Nadie quiere decir nada todavía de los asomos, que son las voces que vienen desde el mar y se alojan en una vía férrea –desolada en el tiempo– para reconstruirla como una ciudad patrimonial después de las devastaciones de un terremoto, para crear un mundo distinto pero posible a nosotros que se llama Cahili-Huta. Ahí están las voces y sus nombres son Felia, paseada al modo de las hojas en el viento, y que despierta a Justino, salido de la tumba que se había cavado, para zanjar su deuda con Romulio; sus nombres son Laura y Roberto, que juegan a ser visibles a la manera de alguien que quiere vencer su timidez; y el nombre de Carpaccio que pudiera ser el desdoblamiento de Diego Álamos. Estas son algunas voces, dentro de muchas otras más –el novelista describe una gran cena, lo digo yo, donde el pollo arvejado resalta junto a las arvejas brillando en la salsa junto a las blandas y un poco caramelizadas cebollas y zanahorias, todo mezclado al arroz; y es así como el trutro de pollo queda presentado al deseo de esta hambre feroz por narrar–. Son algunas voces –hay otras como las de la señora Gubbins, que custodia la vejez y la enfermedad como nos custodia la muerte–. Son tantos, tantos personajes que uno está ante un recuento de la vida, ante el recuento de un país entero, y eso hace que sea una gran novela colmada de diálogos.
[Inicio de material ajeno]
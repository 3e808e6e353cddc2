pub mod compare;
pub mod query;

use crossterm::event::KeyEvent;
use ratatui::layout::Rect;
use ratatui::Frame;

use draftcompare_core::{Intent, Session};

/// Trait for the two session views
pub trait Screen {
    /// Draw into `area`. `hover` is the pointer position, `None` while hovering is suppressed.
    fn render(&mut self, frame: &mut Frame, area: Rect, session: &Session, hover: Option<(u16, u16)>);

    /// Mode-specific keys
    fn handle_key(&mut self, key: KeyEvent) -> Option<Intent>;

    /// Resolve a pointer release against the rects of the last render
    fn handle_release(&mut self, column: u16, row: u16, session: &Session) -> Option<Intent>;
}
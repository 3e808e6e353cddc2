use std::collections::HashSet;

/// Ordered set of chosen card names with toggle semantics.
///
/// Re-toggling the name removed by the immediately preceding toggle puts it
/// back where it was, so two toggles in a row always restore the set. "In a
/// row" means no other toggle and no `settle` in between.
#[derive(Debug, Clone, Default)]
pub struct SelectionSet {
    names: Vec<String>,
    members: HashSet<String>,
    last_removed: Option<(String, usize)>,
}

impl PartialEq for SelectionSet {
    fn eq(&self, other: &Self) -> bool {
        self.names == other.names
    }
}

impl Eq for SelectionSet {}

impl SelectionSet {
    pub fn new() -> Self {
        Self::default()
    }

    /// Remove `name` if present, otherwise append it. Returns true if now selected.
    pub fn toggle(&mut self, name: &str) -> bool {
        let restore_at = match self.last_removed.take() {
            Some((removed, pos)) if removed == name => Some(pos),
            _ => None,
        };

        if self.members.remove(name) {
            if let Some(pos) = self.names.iter().position(|n| n == name) {
                self.names.remove(pos);
                self.last_removed = Some((name.to_string(), pos));
            }
            false
        } else {
            self.members.insert(name.to_string());
            match restore_at {
                Some(pos) if pos <= self.names.len() => self.names.insert(pos, name.to_string()),
                _ => self.names.push(name.to_string()),
            }
            true
        }
    }

    /// Forget the last removal; the next toggle of that name appends it.
    pub fn settle(&mut self) {
        self.last_removed = None;
    }

    pub fn contains(&self, name: &str) -> bool {
        self.members.contains(name)
    }

    pub fn clear(&mut self) {
        self.names.clear();
        self.members.clear();
        self.last_removed = None;
    }

    /// Names in the order they were selected
    pub fn names(&self) -> &[String] {
        &self.names
    }

    pub fn len(&self) -> usize {
        self.names.len()
    }

    pub fn is_empty(&self) -> bool {
        self.names.is_empty()
    }
}
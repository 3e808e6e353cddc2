use ratatui::layout::Rect;
use ratatui::style::Color;
use tachyonfx::fx;
use tachyonfx::{Effect, EffectManager, Interpolation, Motion};

/// Our keyed effect manager using tachyonfx's built-in EffectManager
pub type FxManager = EffectManager<&'static str>;

const DARK: Color = Color::Rgb(13, 17, 23);
const DIM: Color = Color::Rgb(100, 100, 120);

/// Mode switch: content sweeps in from the left
pub fn screen_transition() -> Effect {
    fx::sweep_in(
        Motion::LeftToRight,
        8,
        2,
        DARK,
        (300, Interpolation::CubicOut),
    )
}

/// Detail overlay materializes inside its own rect
pub fn detail_reveal(area: Rect) -> Effect {
    fx::coalesce((350, Interpolation::CubicOut)).with_area(area)
}

/// Table refresh after a caliber, metric or color change
pub fn table_refresh(area: Rect) -> Effect {
    fx::sweep_in(Motion::UpToDown, 4, 1, DARK, (200, Interpolation::QuadOut)).with_area(area)
}

/// Whole screen fades to grey when input is frozen
pub fn freeze_fade() -> Effect {
    fx::fade_to_fg(DIM, (600, Interpolation::QuadIn))
}
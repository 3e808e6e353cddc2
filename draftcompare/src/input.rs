use crossterm::event::{Event, KeyEvent, KeyEventKind, MouseButton, MouseEventKind};

/// One input event as the frame loop consumes it
#[derive(Debug, Clone, PartialEq, Eq)]
pub enum InputEvent {
    Key(KeyEvent),
    /// Left button went down at (column, row)
    Press(u16, u16),
    /// Left button came up at (column, row)
    Release(u16, u16),
    /// Pointer moved to (column, row)
    Hover(u16, u16),
}

impl InputEvent {
    pub fn from_terminal(event: Event) -> Option<Self> {
        match event {
            Event::Key(key) if key.kind == KeyEventKind::Press => Some(InputEvent::Key(key)),
            Event::Mouse(mouse) => match mouse.kind {
                MouseEventKind::Down(MouseButton::Left) => {
                    Some(InputEvent::Press(mouse.column, mouse.row))
                }
                MouseEventKind::Up(MouseButton::Left) => {
                    Some(InputEvent::Release(mouse.column, mouse.row))
                }
                MouseEventKind::Moved | MouseEventKind::Drag(_) => {
                    Some(InputEvent::Hover(mouse.column, mouse.row))
                }
                _ => None,
            },
            _ => None,
        }
    }
}

/// Events gathered since the last tick, in arrival order.
///
/// Holds any number of key presses but at most one pointer release; later
/// releases in the same tick are dropped.
#[derive(Debug, Default)]
pub struct InputBatch {
    events: Vec<InputEvent>,
    has_release: bool,
}

impl InputBatch {
    pub fn push(&mut self, event: Event) {
        let Some(event) = InputEvent::from_terminal(event) else {
            return;
        };
        if let InputEvent::Release(..) = event {
            if self.has_release {
                return;
            }
            self.has_release = true;
        }
        self.events.push(event);
    }

    pub fn is_empty(&self) -> bool {
        self.events.is_empty()
    }

    pub fn len(&self) -> usize {
        self.events.len()
    }
}

impl IntoIterator for InputBatch {
    type Item = InputEvent;
    type IntoIter = std::vec::IntoIter<InputEvent>;

    fn into_iter(self) -> Self::IntoIter {
        self.events.into_iter()
    }
}
use std::fmt;

/// One of the five color identities
#[derive(Debug, Clone, Copy, PartialEq, Eq, Hash)]
pub enum ColorIdentity {
    White,
    Blue,
    Black,
    Red,
    Green,
}

impl ColorIdentity {
    /// Canonical WUBRG order
    pub const ALL: [ColorIdentity; 5] = [
        ColorIdentity::White,
        ColorIdentity::Blue,
        ColorIdentity::Black,
        ColorIdentity::Red,
        ColorIdentity::Green,
    ];

    pub fn letter(&self) -> char {
        match self {
            ColorIdentity::White => 'W',
            ColorIdentity::Blue => 'U',
            ColorIdentity::Black => 'B',
            ColorIdentity::Red => 'R',
            ColorIdentity::Green => 'G',
        }
    }

    pub fn from_letter(letter: char) -> Option<Self> {
        match letter.to_ascii_uppercase() {
            'W' => Some(ColorIdentity::White),
            'U' => Some(ColorIdentity::Blue),
            'B' => Some(ColorIdentity::Black),
            'R' => Some(ColorIdentity::Red),
            'G' => Some(ColorIdentity::Green),
            _ => None,
        }
    }

    /// Position in the canonical order
    pub fn index(&self) -> usize {
        match self {
            ColorIdentity::White => 0,
            ColorIdentity::Blue => 1,
            ColorIdentity::Black => 2,
            ColorIdentity::Red => 3,
            ColorIdentity::Green => 4,
        }
    }
}

impl fmt::Display for ColorIdentity {
    fn fmt(&self, f: &mut fmt::Formatter<'_>) -> fmt::Result {
        write!(f, "{}", self.letter())
    }
}

/// Two distinct identities, always stored in canonical order
#[derive(Debug, Clone, Copy, PartialEq, Eq, Hash)]
pub struct ColorPair(ColorIdentity, ColorIdentity);

impl ColorPair {
    pub fn new(a: ColorIdentity, b: ColorIdentity) -> Option<Self> {
        if a == b {
            return None;
        }
        if a.index() < b.index() {
            Some(Self(a, b))
        } else {
            Some(Self(b, a))
        }
    }

    /// Lowercase dataset key, e.g. "wu"
    pub fn key(&self) -> String {
        format!("{}{}", self.0.letter(), self.1.letter()).to_lowercase()
    }
}

/// Result of resolving the five toggles into a stats lookup key
#[derive(Debug, Clone, Copy, PartialEq, Eq)]
pub enum FilterKey {
    /// No identity active
    All,
    /// Exactly two identities active
    Pair(ColorPair),
    /// 1, 3, 4 or 5 identities active; no lookup may be made
    Unresolved,
}

impl FilterKey {
    /// Dataset key for this filter, `None` when unresolved
    pub fn key(&self) -> Option<String> {
        match self {
            FilterKey::All => Some("all".to_string()),
            FilterKey::Pair(pair) => Some(pair.key()),
            FilterKey::Unresolved => None,
        }
    }

    pub fn is_resolved(&self) -> bool {
        !matches!(self, FilterKey::Unresolved)
    }
}

impl fmt::Display for FilterKey {
    fn fmt(&self, f: &mut fmt::Formatter<'_>) -> fmt::Result {
        match self {
            FilterKey::All => write!(f, "all"),
            FilterKey::Pair(pair) => write!(f, "{}", pair.key()),
            FilterKey::Unresolved => write!(f, "select 0 or 2 colors"),
        }
    }
}

/// Five independent on/off toggles, one per color identity
#[derive(Debug, Clone, Copy, Default, PartialEq, Eq)]
pub struct ColorFilter {
    flags: [bool; 5],
}

impl ColorFilter {
    pub fn new() -> Self {
        Self::default()
    }

    pub fn toggle(&mut self, identity: ColorIdentity) {
        let flag = &mut self.flags[identity.index()];
        *flag = !*flag;
    }

    pub fn is_active(&self, identity: ColorIdentity) -> bool {
        self.flags[identity.index()]
    }

    /// Active identities in canonical order
    pub fn active(&self) -> Vec<ColorIdentity> {
        ColorIdentity::ALL
            .iter()
            .copied()
            .filter(|c| self.is_active(*c))
            .collect()
    }

    /// Concatenated letters of the active identities, canonical order
    pub fn currently_selected(&self) -> String {
        self.active().iter().map(|c| c.letter()).collect()
    }

    pub fn resolved_key(&self) -> FilterKey {
        match self.active().as_slice() {
            [] => FilterKey::All,
            [a, b] => ColorPair::new(*a, *b)
                .map(FilterKey::Pair)
                .unwrap_or(FilterKey::Unresolved),
            _ => FilterKey::Unresolved,
        }
    }

    pub fn clear(&mut self) {
        self.flags = [false; 5];
    }
}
Tantas voces que es imposible no caer en la cuenta de que para cada uno hay un fantasma: ¿Sisto soy yo?
Nadie quiere decir nada todavía de los asomos que hay en Cahili-Huta, paraje hambriento de espíritu, descubierto en el trayecto de unos rieles. Ahí está el sonido de las voces, venidas de un mar profundo, y pareciera que los lectores han quedado enredados a la ilustración de las sábanas, como en una cantidad de novelas donde lo único que se hace es recortar y simplificar el lenguaje contando una historia de un modo analítico, contando más bien los argumentos que narrando con honestidad. Cahili-Huta puede narrar su historia porque las voces, voces que arrancan de un pasado en el fino modular de sus palabras; sus nombres, Felia, Sisto, Romulio, Carpaccio, etc, anuncian ese arranque; el tejido entre sintaxis y vocabulario que agracia las imágenes lo atestigua: “Empero –que es ‘pero’ anticuado–, no hay vuelta, en el fondo incluso las sábanas tientan las fisuras, a pesar del peligro, a pesar de que su reconstitución tras la osadía no lleve la firma del dios”; también el humor puro, ingenuo, bello en los diálogos: “–¿Y? –hiló Roberto. / –¿Y?, ¿cómo que y? –dijo Sisto. / –¿Y? –repitió Roberto. / –¿Y? ¿Y? –dijo sorprendido Sisto. / –Sí ¿y? / –Ah, es que ocurrió un accidente, ¿te acuerdas? Te traigo los gastos de mis exámenes médicos, me provocaste un TEC, ¿o ya lo olvidaste?”. Las voces así y aquí construyen su propio espacio que lo vuelven fantasmal, como una autobiografía velada, sin atender a los márgenes de un reloj, sino a ese tiempo que se embaraza varias veces en un día, un mes, un año; un tiempo que puede dar a luz una vida entera en un día, en un mes, en un año.
PS. Yo digo ahora solamente un asomo de los asomos que hay en Cahili-Huta. Digo “asomo” porque sólo los personajes –he dejado afuera a Quiroga y a tantos otros– ocuparían 2.500 caracteres. Digo: es estar ante un cuadro de Brueghel con las dimensiones de un gran mural.